The second data-optimizing technique – resolution – refers to the frequency data is being emitted. “Am I tracking the CPU every 10 seconds versus every minute versus every hour?” Martin breaks down how to think about resolution in two examples:
- In a continuous integration/continuous delivery (CI/CD) use case – you do automated deploys, so tracking every second or 10 seconds makes a lot of sense. “You need to know in real-time what is happening with your CPU so that you can roll back a deploy, or roll back a particular change.”
- In contrast, other use cases – such as capacity planning or long-term trend analysis – don’t require that data down to the per-second basis.
Martin notes: As with retention, people often make the mistake of using defaults, which range from 10 seconds to a minute. However, he says, it’s critical to “understand your sub-use cases, and optimize the data for resolution for that use case.
“If we are measuring every 10 seconds versus measuring every minute, there is a 6x difference in the amount of data that needs to be produced and stored.”
3) Efficient storage
According to Martin, he and Rob Skillington – Chronosphere’s CTO and co-founder – saw first-hand the importance of efficient storage while they were running the observability team at Uber. Martin explains:
- A lot of data for observability is time series data – which means it’s a measurement of something over a period of time. Using relational databases, or key value stores, or blob stores are not efficient ways to store this data, says Martin. “Instead, you need a storage solution that is purpose-built for this type of solution. Generally those are time series databases.”

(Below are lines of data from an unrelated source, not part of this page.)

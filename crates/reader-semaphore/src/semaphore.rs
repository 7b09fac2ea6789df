// Copyright (c) 2023 - 2026 CoralDB Software, Inc., CoralDB GmbH.
// All rights reserved.
//
// Use of this software is governed by the Business Source License
// included in the LICENSE file.
//
// As of the Change Date specified in that file, in accordance with
// the Business Source License, use of this software will be governed
// by the Apache License, Version 2.0.

use std::collections::{BTreeMap, HashMap, VecDeque};
use std::fmt;
use std::future::Future;
use std::sync::atomic::{AtomicU32, Ordering};
use std::sync::{Arc, Weak};
use std::time::Duration;

use bytestring::ByteString;
use futures::future::BoxFuture;
use futures::FutureExt;
use metrics::{counter, gauge};
use parking_lot::Mutex;
use tokio::sync::oneshot;
use tokio::sync::Notify;
use tokio::task::JoinHandle;
use tokio::time::Instant;
use tokio_util::sync::CancellationToken;
use tokio_util::task::TaskTracker;
use tracing::{error, info, warn};

use crate::diagnostics::{format_permit_diagnostics, DumpKind, DumpRateLimiter};
use crate::error::{Error, Result};
use crate::inactive::{DetachedRead, EvictReason, InactiveRead, InactiveReadHandle, NotifyHandler};
use crate::metric_definitions::{
    BLOCKED_PERMITS, CURRENT_PERMITS, DISK_READS, INACTIVE_READS, PERMIT_BASED_EVICTIONS,
    READS_ADMITTED, READS_ENQUEUED_FOR_ADMISSION, READS_ENQUEUED_FOR_MEMORY,
    READS_KILLED_DUE_TO_KILL_LIMIT, READS_SHED_DUE_TO_OVERLOAD, SSTABLES_READ,
    TIME_BASED_EVICTIONS, USED_PERMITS,
};
use crate::permit::{
    MaxResultSize, MemoryWait, PermitHandle, PermitId, PermitRecord, PermitSnapshot, PermitState,
    ReaderPermit,
};
use crate::reader::Reader;
use crate::resources::ReaderResources;

/// An `Instant` far enough in the future to act as a "no timeout" sentinel.
/// `tokio::time::Instant::far_future` is not public, so this mirrors it.
pub fn far_future() -> Instant {
    Instant::now() + Duration::from_secs(86400 * 365 * 30)
}
use crate::schema::{SchemaRef, TableId};
use crate::wait_list::{WaitEntry, WaitList};

/// A read continuation, scheduled through the ready list and driven by the
/// execution loop.
pub type ReadFunc = Box<dyn FnOnce(ReaderPermit) -> BoxFuture<'static, Result<()>> + Send>;

type StopHook = Box<dyn FnOnce() -> BoxFuture<'static, ()> + Send>;

#[derive(Default)]
struct StopHooks {
    pre: Option<StopHook>,
    post: Option<StopHook>,
}

/// Counters kept by the semaphore. Snapshots are obtained with
/// [`ReaderConcurrencySemaphore::stats`].
#[derive(Debug, Default, Clone, PartialEq, Eq)]
pub struct SemaphoreStats {
    pub total_permits: u64,
    pub current_permits: u64,
    pub reads_admitted: u64,
    pub reads_enqueued_for_admission: u64,
    pub reads_enqueued_for_memory: u64,
    pub used_permits: u64,
    pub blocked_permits: u64,
    pub inactive_reads: u64,
    pub permit_based_evictions: u64,
    pub time_based_evictions: u64,
    pub total_reads_killed_due_to_kill_limit: u64,
    pub total_reads_shed_due_to_overload: u64,
    pub sstables_read: u64,
    pub disk_reads: u64,
}

#[derive(Debug, Clone, Copy, PartialEq, Eq)]
enum CanAdmit {
    Yes,
    No,
    Maybe,
}

/// Waiter resolutions accumulated while the state lock is held.
///
/// Sending a resolution drops the wait entry, and dropping the entry can
/// drop the last handle of its permit, which re-enters the semaphore. So
/// resolutions are collected under the lock and delivered after it is
/// released.
#[must_use]
pub(crate) struct Completions(Vec<(WaitEntry, Result<()>)>);

impl Completions {
    fn none() -> Self {
        Self(Vec::new())
    }

    fn push(&mut self, entry: WaitEntry, result: Result<()>) {
        self.0.push((entry, result));
    }

    fn append(&mut self, mut other: Completions) {
        self.0.append(&mut other.0);
    }

    pub(crate) fn complete(self) {
        for (entry, result) in self.0 {
            let _ = entry.tx.send(result);
        }
    }
}

pub(crate) struct State {
    pub(crate) initial_resources: ReaderResources,
    pub(crate) resources: ReaderResources,
    stopped: bool,
    evicting: bool,
    blessed_permit: Option<PermitId>,
    next_permit_id: PermitId,
    next_inactive_seq: u64,
    pub(crate) permits: HashMap<PermitId, PermitRecord>,
    pub(crate) wait_list: WaitList,
    pub(crate) ready_list: VecDeque<WaitEntry>,
    pub(crate) inactive_reads: BTreeMap<u64, InactiveRead>,
    pub(crate) stats: SemaphoreStats,
    execution_loop: Option<JoinHandle<()>>,
    expiry_loop: Option<JoinHandle<()>>,
}

pub(crate) struct SemaphoreInner {
    me: Weak<SemaphoreInner>,
    pub(crate) name: String,
    max_queue_length: usize,
    serialize_limit_multiplier: AtomicU32,
    kill_limit_multiplier: AtomicU32,
    pub(crate) state: Mutex<State>,
    ready_list_signal: Notify,
    wait_list_signal: Notify,
    permit_gate: Notify,
    close_readers: TaskTracker,
    shutdown: CancellationToken,
    dump_rate_limiter: DumpRateLimiter,
    stop_hooks: Mutex<StopHooks>,
}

- Martin also cautions that most of the open source solutions, or proprietary vendor solutions, are not backed by time series storage technologies.
4) Data aggregation
Last but not least – data aggregation is, according to Martin, the most effective technique for taming data growth.
Martin explains a common pattern, or problem, among companies he talks to: “They are emitting a ton of data and the data has a lot of dimensions on it.” It makes sense, he explains, because you do want to slice-and-dice your data by those dimensions at a certain point.” Martin explains a scenario around latency and how you want to:
- See more than the overall latency of an application.
- Break it down by the latency between your various clusters, data centers, or regions and compare those.
- Break it down by the types of users that are requesting a particular service.
“There are many ways that you want to slice-and-dice data, because when something goes wrong, you want to pinpoint things like: What’s been affected? Or where is something going wrong?”
However, Martin notes, while dimensions, or pivots, offer huge advantages, they also produce a lot of additional data.
- Knowing the views of the data that you want is a good way to optimize for the outcome i.e. knowing you always want the sum of this data.
- Only store the final answer – it’s a much smaller subset of the data set and is a lot faster to read. “You’re just reading the pre-computed answer, as opposed to computing the answer each time you go and read the data.”
The takeaway, says Martin: Understand the use case of your data and optimize it accordingly.
As the data growth problem heads toward a tipping point, companies are going to need to take an outcome-driven approach to observability.